Wednesday, October 27, 2010

More bridges

Bobbie Gentry crossing the famous, now defunct, "Tallahatchie Bridge" near Money, Miss.


Reading "A Distant Mirror"...

It seems like if there is one word to summarize the 14th century it would be "despair". The Black Death, a mini Ice Age, the devastation of the Hundred Year War. One thing that is especially relevant to today's world was the rising recognition of the hypocrisy, especially in the failures of the mechanisms of society to deal with these crises, that ultimately made Europe transition out of the Middle Ages into the religious Reformation and cultural Renaissance.

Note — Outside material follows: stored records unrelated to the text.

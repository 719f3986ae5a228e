//! # Integration Tests for docket-cli
//!
//! Drives parsed command lines through `run` with in-memory stdin/stdout
//! and temporary files.

use std::path::Path;

use clap::Parser;
use docket_cli::{error_line, run, Cli};
use serde_json::{json, Value};

const MESSAGE: &str = r#"{"$schema": "https://gobl.org/draft-0/note/message", "content": "hello"}"#;

/// Helper: run `args` with `stdin`, returning stdout.
fn docket(args: &[&str], stdin: &str) -> anyhow::Result<String> {
    let mut argv = vec!["docket"];
    argv.extend_from_slice(args);
    let cli = Cli::try_parse_from(argv)?;
    let mut out = Vec::new();
    run(cli, &mut stdin.as_bytes(), &mut out)?;
    Ok(String::from_utf8(out)?)
}

fn invoice() -> Value {
    json!({
        "$schema": "https://gobl.org/draft-0/bill/invoice",
        "series": "SAMPLE",
        "code": "001",
        "issue_date": "2024-03-01",
        "supplier": {"name": "Provide One S.L.", "tax_id": {"country": "ES", "code": "B98602642"}},
        "customer": {"name": "Sample Consumer", "tax_id": {"country": "ES", "code": "54387763P"}},
        "lines": [{
            "quantity": "20",
            "item": {"name": "Development services", "price": "90.00"},
            "taxes": [{"cat": "VAT", "rate": "general"}]
        }]
    })
}

fn keygen(dir: &Path) -> (String, String) {
    let private = dir.join("id.json");
    docket(&["keygen", private.to_str().unwrap()], "").unwrap();
    (
        private.to_string_lossy().into_owned(),
        dir.join("id.pub.json").to_string_lossy().into_owned(),
    )
}

#[test]
fn build_from_stdin_to_stdout() {
    let out = docket(&["build", "--set", "content=changed"], MESSAGE).unwrap();
    let v: Value = serde_json::from_str(&out).unwrap();
    assert_eq!(v["content"], "changed");
    assert!(out.ends_with('\n'));
}

#[test]
fn build_invoice_calculates_totals() {
    let out = docket(&["build", "-e"], &invoice().to_string()).unwrap();
    let v: Value = serde_json::from_str(&out).unwrap();
    assert_eq!(v["doc"]["totals"]["payable"], "2178.00");
    assert_eq!(v["head"]["dig"]["alg"], "sha256");
}

#[test]
fn build_with_type_flag() {
    let out = docket(&["build", "-t", "note/message"], r#"{"content": "typed"}"#).unwrap();
    let v: Value = serde_json::from_str(&out).unwrap();
    assert_eq!(v["$schema"], "https://gobl.org/draft-0/note/message");
}

#[test]
fn build_refuses_existing_output_without_force() {
    let dir = tempfile::tempdir().unwrap();
    let input = dir.path().join("in.json");
    let output = dir.path().join("out.json");
    std::fs::write(&input, MESSAGE).unwrap();
    std::fs::write(&output, "keep").unwrap();
    let (i, o) = (input.to_str().unwrap(), output.to_str().unwrap());

    assert!(docket(&["build", i, o], "").is_err());
    assert_eq!(std::fs::read_to_string(&output).unwrap(), "keep");

    docket(&["build", "-f", i, o], "").unwrap();
    let v: Value = serde_json::from_slice(&std::fs::read(&output).unwrap()).unwrap();
    assert_eq!(v["content"], "hello");
}

#[test]
fn build_in_place() {
    let dir = tempfile::tempdir().unwrap();
    let input = dir.path().join("doc.json");
    std::fs::write(&input, MESSAGE).unwrap();
    docket(&["build", "-w", "-e", input.to_str().unwrap()], "").unwrap();
    let v: Value = serde_json::from_slice(&std::fs::read(&input).unwrap()).unwrap();
    assert_eq!(v["doc"]["content"], "hello");

    let err = docket(&["build", "-w"], MESSAGE).unwrap_err();
    assert_eq!(err.to_string(), "cannot overwrite STDIN");
}

#[test]
fn sign_then_verify_with_key_files() {
    let dir = tempfile::tempdir().unwrap();
    let (private, public) = keygen(dir.path());

    let signed = docket(&["sign", "-k", &private], MESSAGE).unwrap();
    let v: Value = serde_json::from_str(&signed).unwrap();
    assert_eq!(v["head"]["draft"], Value::Null);
    assert_eq!(v["sigs"].as_array().unwrap().len(), 1);

    assert_eq!(docket(&["verify", "-k", &public], &signed).unwrap(), "");

    let other = tempfile::tempdir().unwrap();
    let (_, other_public) = keygen(other.path());
    let err = docket(&["verify", "-k", &other_public], &signed).unwrap_err();
    assert!(error_line(&err).starts_with("code=422, "), "{}", error_line(&err));
}

#[test]
fn validate_reports_code_and_message() {
    let out = docket(&["validate"], &docket(&["build", "-e"], MESSAGE).unwrap()).unwrap();
    assert_eq!(out, "");

    let err = docket(&["validate"], "this isn't JSON").unwrap_err();
    assert!(error_line(&err).starts_with("code=400, message="));

    let mut env: Value = serde_json::from_str(&docket(&["build", "-e"], &invoice().to_string()).unwrap()).unwrap();
    env["doc"].as_object_mut().unwrap().remove("totals");
    let err = docket(&["validate"], &env.to_string()).unwrap_err();
    let line = error_line(&err);
    assert!(line.starts_with("code=422, message=doc: ("), "{line}");
    assert!(line.contains("totals: cannot be blank"), "{line}");
}

#[test]
fn correct_issues_credit_note() {
    let built = docket(&["build", "-e"], &invoice().to_string()).unwrap();
    let out = docket(&["correct", "--credit", "--date", "2024-03-15"], &built).unwrap();
    let v: Value = serde_json::from_str(&out).unwrap();
    assert_eq!(v["doc"]["type"], "credit-note");
    assert_eq!(v["doc"]["issue_date"], "2024-03-15");
    assert_eq!(v["doc"]["preceding"][0]["code"], "001");

    let schema = docket(&["correct", "--options"], &built).unwrap();
    let v: Value = serde_json::from_str(&schema).unwrap();
    assert_eq!(v["$id"], "https://gobl.org/draft-0/bill/correction-options");
}

#[test]
fn replicate_resets_identity() {
    let built = docket(&["build", "-e"], &invoice().to_string()).unwrap();
    let out = docket(&["replicate"], &built).unwrap();
    let a: Value = serde_json::from_str(&built).unwrap();
    let b: Value = serde_json::from_str(&out).unwrap();
    assert_ne!(a["head"]["uuid"], b["head"]["uuid"]);
    assert_eq!(b["doc"]["code"], Value::Null);
}

#[test]
fn in_place_rebuild_is_stable() {
    let dir = tempfile::tempdir().unwrap();
    let input = dir.path().join("invoice.json");
    std::fs::write(&input, invoice().to_string()).unwrap();
    let path = input.to_str().unwrap();

    docket(&["build", "-w", "-e", "-i", path], "").unwrap();
    let first = std::fs::read(&input).unwrap();
    docket(&["build", "-w", "-i", path], "").unwrap();
    assert_eq!(std::fs::read(&input).unwrap(), first);
}
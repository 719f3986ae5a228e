//! # Decimal Amounts and Percentages
//!
//! Monetary values are `rust_decimal::Decimal`: a 96-bit integer mantissa
//! with an explicit scale. Nothing in the calculation path touches binary
//! floating point.
//!
//! - [`Amount`] serializes as a decimal string that keeps its scale
//!   (`"100.00"`, not `"100"`).
//! - [`Percentage`] serializes with a trailing `%` (`"21%"`, `"10.5%"`).
//!
//! Both accept JSON numbers on input so hand-written YAML such as
//! `price: 10.5` parses; the number's shortest textual form is used.
//!
//! Rounding is half away from zero (commercial rounding). Arithmetic is
//! checked: a result outside the 96-bit mantissa is an [`ArithmeticError`].

use std::str::FromStr;

use rust_decimal::{Decimal, RoundingStrategy};
use serde::{Deserialize, Deserializer, Serialize, Serializer};
use thiserror::Error;

/// A decimal operation had no representable result.
#[derive(Error, Debug, Clone, Copy, PartialEq, Eq)]
pub enum ArithmeticError {
    #[error("overflow")]
    Overflow,
    #[error("division by zero")]
    DivisionByZero,
}

/// Round `value` to exactly `scale` decimal places.
pub fn round_to(value: Decimal, scale: u32) -> Decimal {
    let mut d = value.round_dp_with_strategy(scale, RoundingStrategy::MidpointAwayFromZero);
    d.rescale(scale);
    d
}

/// A decimal monetary amount or quantity.
#[derive(Debug, Clone, Copy, Default, PartialEq, Eq, PartialOrd, Ord, Hash)]
pub struct Amount(Decimal);

impl Amount {
    /// Zero at scale 0.
    pub const ZERO: Amount = Amount(Decimal::ZERO);

    /// Build from an integer mantissa and a scale: `Amount::new(1050, 2)` is `10.50`.
    pub fn new(mantissa: i64, scale: u32) -> Self {
        Self(Decimal::new(mantissa, scale))
    }

    /// Wrap a decimal.
    pub fn from_decimal(d: Decimal) -> Self {
        Self(d)
    }

    /// Zero with the given scale (`0.00` for scale 2).
    pub fn zero(scale: u32) -> Self {
        Self(round_to(Decimal::ZERO, scale))
    }

    /// The underlying decimal.
    pub fn value(&self) -> Decimal {
        self.0
    }

    /// Number of digits after the decimal point.
    pub fn scale(&self) -> u32 {
        self.0.scale()
    }

    /// True if the amount is zero.
    pub fn is_zero(&self) -> bool {
        self.0.is_zero()
    }

    /// Round to exactly `scale` places.
    pub fn rescale(&self, scale: u32) -> Self {
        Self(round_to(self.0, scale))
    }

    /// Increase the scale to at least `scale`, never losing precision.
    pub fn upscale(&self, scale: u32) -> Self {
        if self.0.scale() >= scale {
            *self
        } else {
            Self(round_to(self.0, scale))
        }
    }

    /// Exact sum.
    pub fn add(&self, other: Amount) -> Result<Self, ArithmeticError> {
        self.0.checked_add(other.0).map(Self).ok_or(ArithmeticError::Overflow)
    }

    /// Exact difference.
    pub fn subtract(&self, other: Amount) -> Result<Self, ArithmeticError> {
        self.0.checked_sub(other.0).map(Self).ok_or(ArithmeticError::Overflow)
    }

    /// Exact product.
    pub fn multiply(&self, other: Amount) -> Result<Self, ArithmeticError> {
        self.0.checked_mul(other.0).map(Self).ok_or(ArithmeticError::Overflow)
    }

    /// Quotient, as precise as the mantissa allows.
    pub fn divide(&self, divisor: Decimal) -> Result<Self, ArithmeticError> {
        if divisor.is_zero() {
            return Err(ArithmeticError::DivisionByZero);
        }
        self.0.checked_div(divisor).map(Self).ok_or(ArithmeticError::Overflow)
    }

    /// Negated amount.
    pub fn invert(&self) -> Self {
        Self(-self.0)
    }
}

impl std::fmt::Display for Amount {
    fn fmt(&self, f: &mut std::fmt::Formatter<'_>) -> std::fmt::Result {
        write!(f, "{}", self.0)
    }
}

impl FromStr for Amount {
    type Err = String;

    fn from_str(s: &str) -> Result<Self, Self::Err> {
        let clean = s.trim().replace(',', "");
        Decimal::from_str(&clean)
            .map(Self)
            .map_err(|e| format!("invalid amount '{s}': {e}"))
    }
}

impl Serialize for Amount {
    fn serialize<S: Serializer>(&self, serializer: S) -> Result<S::Ok, S::Error> {
        serializer.serialize_str(&self.0.to_string())
    }
}

impl<'de> Deserialize<'de> for Amount {
    fn deserialize<D: Deserializer<'de>>(deserializer: D) -> Result<Self, D::Error> {
        let text = decimal_text(deserializer)?;
        text.parse().map_err(serde::de::Error::custom)
    }
}

/// A percentage such as `21%`, stored as the percent figure (21).
#[derive(Debug, Clone, Copy, Default, PartialEq, Eq, PartialOrd, Ord, Hash)]
pub struct Percentage(Decimal);

impl Percentage {
    /// Build from a mantissa and scale of the percent figure: `Percentage::new(210, 1)` is `21.0%`.
    pub fn new(mantissa: i64, scale: u32) -> Self {
        Self(Decimal::new(mantissa, scale))
    }

    /// The percent figure (21 for 21%).
    pub fn value(&self) -> Decimal {
        self.0
    }

    /// The multiplication factor (0.21 for 21%).
    pub fn factor(&self) -> Decimal {
        self.0 / Decimal::ONE_HUNDRED
    }

    /// True if the percentage is zero.
    pub fn is_zero(&self) -> bool {
        self.0.is_zero()
    }

    /// Exact share of `amount`, not rounded.
    pub fn of(&self, amount: Amount) -> Result<Amount, ArithmeticError> {
        amount
            .value()
            .checked_mul(self.factor())
            .map(Amount)
            .ok_or(ArithmeticError::Overflow)
    }
}

impl std::fmt::Display for Percentage {
    fn fmt(&self, f: &mut std::fmt::Formatter<'_>) -> std::fmt::Result {
        write!(f, "{}%", self.0)
    }
}

impl FromStr for Percentage {
    type Err = String;

    fn from_str(s: &str) -> Result<Self, Self::Err> {
        let trimmed = s.trim();
        let figure = trimmed.strip_suffix('%').unwrap_or(trimmed).trim();
        Decimal::from_str(figure)
            .map(Self)
            .map_err(|e| format!("invalid percentage '{s}': {e}"))
    }
}

impl Serialize for Percentage {
    fn serialize<S: Serializer>(&self, serializer: S) -> Result<S::Ok, S::Error> {
        serializer.serialize_str(&self.to_string())
    }
}

impl<'de> Deserialize<'de> for Percentage {
    fn deserialize<D: Deserializer<'de>>(deserializer: D) -> Result<Self, D::Error> {
        let text = decimal_text(deserializer)?;
        text.parse().map_err(serde::de::Error::custom)
    }
}

/// Accept a JSON string or number and return its text.
fn decimal_text<'de, D: Deserializer<'de>>(deserializer: D) -> Result<String, D::Error> {
    #[derive(Deserialize)]
    #[serde(untagged)]
    enum Raw {
        Text(String),
        Int(i64),
        Float(f64),
    }
    Ok(match Raw::deserialize(deserializer)? {
        Raw::Text(s) => s,
        Raw::Int(i) => i.to_string(),
        Raw::Float(f) => f.to_string(),
    })
}
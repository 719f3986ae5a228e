//! # docket-api — HTTP Adapter
//!
//! Exposes the document pipeline and the bulk engine over HTTP.
//!
//! ## API Surface
//!
//! | Prefix                   | Module                  | Purpose                      |
//! |--------------------------|-------------------------|------------------------------|
//! | `/`                      | [`routes::content`]     | Service info                 |
//! | `/build`, `/sign`, …     | [`routes::documents`]   | Single-document operations   |
//! | `/key`                   | [`routes::documents`]   | Key pair generation          |
//! | `/bulk`                  | [`routes::bulk`]        | Bulk request stream          |
//! | `/schemas/*`             | [`routes::content`]     | Embedded JSON Schemas        |
//! | `/regimes/*`             | [`routes::content`]     | Regime definitions           |
//!
//! ## Crate Policy
//!
//! - No business logic in route handlers; they delegate to `docket-engine`.
//! - All errors map to structured HTTP responses via [`AppError`].

pub mod error;
pub mod extractors;
pub mod routes;
pub mod state;

use axum::extract::DefaultBodyLimit;
use axum::Router;
use tokio::net::TcpListener;
use tower_http::trace::TraceLayer;

pub use error::AppError;
pub use state::AppState;

/// Largest accepted request body. `/bulk` reads the whole stream at once.
const BODY_LIMIT: usize = 16 * 1024 * 1024;

/// Assemble the application router.
pub fn app(state: AppState) -> Router {
    Router::new()
        .merge(routes::content::router())
        .merge(routes::documents::router())
        .merge(routes::bulk::router())
        .layer(DefaultBodyLimit::max(BODY_LIMIT))
        .layer(TraceLayer::new_for_http())
        .with_state(state)
}

/// Serve until Ctrl-C.
pub async fn serve(listener: TcpListener, state: AppState) -> std::io::Result<()> {
    tracing::info!(addr = ?listener.local_addr().ok(), "docket server listening");
    axum::serve(listener, app(state))
        .with_graceful_shutdown(shutdown_signal())
        .await
}

async fn shutdown_signal() {
    if let Err(e) = tokio::signal::ctrl_c().await {
        tracing::warn!(error = %e, "cannot listen for shutdown signal");
        std::future::pending::<()>().await;
    }
    tracing::info!("shutting down");
}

The hypocrisy was present everywhere. In the Church, where despite preaching poverty and chastity, the corruption was rampant. In secular society, where despite the notions of chivalry and feudal responsibility, the knights and nobility debauched themselves at the expense of the peasants, consistently failing to live up to their responsibilities of protecting them. Once again, the parallels to today's world are scary. Perhaps, just as the crises of the Middle Ages finally precipitated a radical social change, the same will happen today.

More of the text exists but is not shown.